"These reports remind me of the phrase, 'whoever pays the piper calls the tune,'" state Sen. Toby Ann Stavisky (D-Whitestone) said of the study released by Tishman Construction. The company, commissioned by the Jets, found a West Side stadium would be more profitable for the city than one built in Willets Point near Shea Stadium.
Stavisky raised the question after City Councilman David Weprin (D-Hollis) endorsed the Tishman study as a further reason for the city to build the stadium on the West Side.
"I think we've got to sit down with the individuals involved and take a look at the proposals, see the benefits of what can be done for Queens," Stavisky said.
Ever since talk of the Jets' potential move to New York City, interested parties have been pulling for either a sports arena on the West Side of Manhattan over the rail yards at 30th and 33rd streets and 11th and 12th avenues or on the rundown parcel of land west of Flushing known as Willets Point.
Both projects would require the city to stabilize the land with either a platform over the rail yards or piles built on the wetlands of Willets Point.
"What we've got to do is have an independent analysis of the cost and the benefits of putting a stadium in Queens," Stavisky said.
Councilman John Liu (D-Flushing), who works closely with Stavisky on projects involving downtown Flushing, expressed the same sentiment, but he wondered if objectivity was really attainable at this point.
"Ultimately, we're all looking for what's best for the city," Liu said. "One of the key ingredients has to be an independent study and I don't know if you can categorize the Tishman study as such."
The Tishman Construction study, released in May, was commissioned by the Jets as was the Ernst & Young study that was released when the Jets originally expressed their intention to move to the West Side of Manhattan.
The Ernst & Young report, issued in March, only weighed the economic benefits of the West Side stadium and expansion of the Javits Center, indicating the project could bring $75 million in new revenues to the city as well as 6,700 jobs.
The Tishman study projects that a West Side stadium would generate $30.5 million in revenues for the city annually while a Willets Point arena would lead to an annual citywide revenue loss of $8 million.
Between the release of the two Jets-supported studies, U.S. Rep. Anthony Weiner (D-Queens) commissioned a study conducted by a hybrid group of professors and economists who found that a Jets stadium on the West Side of Manhattan would be the costliest athletic development in history.
Based on those findings, he announced that the West Side project would cost the city $600 million in public money - to be split by the city and state for the construction of the deck over the rail yards - and that the entire price tag would come in at $1.4 billion total.

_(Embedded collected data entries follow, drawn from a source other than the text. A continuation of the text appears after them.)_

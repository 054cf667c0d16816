//! Selection model shared by the dropdown shells.
//!
//! [`filter_items`] narrows an item list by a search term, and
//! [`SelectionMachine`] owns the open/closed + search state, parameterized by
//! [`Cardinality`] (`One` or `Many`). The shells in `components` are thin
//! views over these two pieces.

mod filter;
mod machine;

pub use filter::filter_items;
pub use machine::{
    display_text, Cardinality, CloseReason, ClosePolicy, Many, One, PanelState, SelectionMachine,
};

use std::fmt::Display;

use crate::scoped::OutsideClickScope;

/// Row shown when the search term matches nothing.
pub const NO_RESULTS: &str = "No results found";

/// Data-source status of a dropdown, orthogonal to open/closed.
#[derive(Debug, Clone, Default, PartialEq)]
pub enum ListStatus {
    #[default]
    Ready,
    Loading(String),
    Error(String),
}

impl ListStatus {
    pub fn loading() -> Self {
        ListStatus::Loading("Loading...".to_string())
    }

    /// Whether the trigger and list may be shown at all.
    pub fn is_interactive(&self) -> bool {
        matches!(self, ListStatus::Ready)
    }
}

/// What a dropdown renders below (or instead of) its trigger.
#[derive(Debug, Clone, PartialEq)]
pub enum PanelBody<T> {
    /// Ready and closed.
    Hidden,
    Loading(String),
    Error(String),
    /// Open, but the search term matched nothing.
    Empty,
    Items(Vec<T>),
}

/// Resolve the panel body. Loading and error win over open/closed.
pub fn panel_body<T: Clone + Display>(
    open: bool,
    status: &ListStatus,
    items: &[T],
    search_term: &str,
) -> PanelBody<T> {
    match status {
        ListStatus::Loading(msg) => PanelBody::Loading(msg.clone()),
        ListStatus::Error(msg) => PanelBody::Error(msg.clone()),
        ListStatus::Ready if !open => PanelBody::Hidden,
        ListStatus::Ready => {
            let visible = filter_items(items, search_term);
            if visible.is_empty() {
                PanelBody::Empty
            } else {
                PanelBody::Items(visible)
            }
        }
    }
}

/// The three dropdown shells.
#[derive(Debug, Clone, Copy, PartialEq, Eq)]
pub enum DropdownVariant {
    SingleSearchable,
    MultiSearchable,
    ResultsFilter,
}

impl DropdownVariant {
    /// Listener ownership used when the caller does not choose one.
    pub fn default_outside_click(&self) -> OutsideClickScope {
        match self {
            DropdownVariant::SingleSearchable | DropdownVariant::MultiSearchable => {
                OutsideClickScope::Shared
            }
            DropdownVariant::ResultsFilter => OutsideClickScope::PerInstance,
        }
    }

    pub fn class(&self) -> &'static str {
        match self {
            DropdownVariant::SingleSearchable => "single",
            DropdownVariant::MultiSearchable => "multi",
            DropdownVariant::ResultsFilter => "results-filter",
        }
    }
}

/// Placeholder for the search box, e.g. `Search courts...`.
pub fn search_placeholder(label: &str) -> String {
    if label.trim().is_empty() {
        "Search...".to_string()
    } else {
        format!("Search {}...", label.trim().to_lowercase())
    }
}
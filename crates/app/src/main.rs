use api::ContentClient;
use dioxus::prelude::*;
use shared_types::BrandProfile;

mod auth;
mod routes;
mod session;

use auth::{AuthState, SiteAuthClient};
use routes::Route;
use session::BrowserTokenStore;

/// Brand the site is currently rendered as. Resolved from the page host
/// once at startup.
#[derive(Clone, Copy, Debug, PartialEq)]
pub struct BrandState {
    pub profile: Signal<BrandProfile>,
}

const SITE_CSS: Asset = asset!("/assets/site.css");

fn main() {
    dioxus::launch(App);
}

#[component]
fn App() -> Element {
    let config = api::config::site_config();

    use_context_provider(|| config.features.clone());
    use_context_provider(|| ContentClient::from_config(&config.api));

    let store = use_hook(BrowserTokenStore::default);
    let auth_client = use_context_provider(|| SiteAuthClient::from_config(&config.api, store));
    let mut auth = use_context_provider(AuthState::new);

    let brand = use_context_provider(|| BrandState {
        profile: Signal::new(config.brand_for_host("")),
    });

    // Resolve the brand from the page host and restore any saved session.
    use_hook(move || {
        let mut profile = brand.profile;
        spawn(async move {
            match document::eval("return window.location.host;").join::<String>().await {
                Ok(host) => {
                    let resolved = config.brand_for_host(&host);
                    tracing::info!(host = %host, brand = %resolved.key, "brand resolved");
                    profile.set(resolved);
                }
                Err(e) => tracing::debug!(error = ?e, "page host unavailable, keeping default brand"),
            }

            auth_client.store().hydrate().await;
            if let Some(user) = auth_client.session() {
                tracing::info!(email = %user.email, "session restored");
                auth.set_user(user);
            }
        });
    });

    rsx! {
        document::Link { rel: "stylesheet", href: SITE_CSS }
        document::Title { "{brand.profile.read().name}" }
        Router::<Route> {}
    }
}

State Assemblyman Barry Grodenchik (D-Flushing) said the city's bid for the 2012 Olympics also complicates the issue because the location of the stadium could affect how the games are handled in the city. There has been talk of using the West Side stadium for the Olympics, but at present the 2012 plans only include Giant Stadium for soccer.
"At this time, I am not advocating for it because the city wants to put it on the West Side of Manhattan," Grodenchik said. "I think Willets Point would be a fabulous site for an Olympic stadium."
But he said the city should consider the fact that Giants Stadium in New Jersey, where the team currently plays, stands empty when the teams are not playing or concerts are not being held.
"That's not what we want to see," he said.
Stavisky said the push to promote tourism in Flushing and Queens in general should be considered in the reconstruction of Willets Point.
"Too often people will come to Shea Stadium on the subway, on the railroad or in their car and after the game jump in their car and go home," she said.
"What I would prefer to see is a stadium that has other ingredients in the plan," she said. "Just to have a stadium that's used seven or eight times a year makes no sense."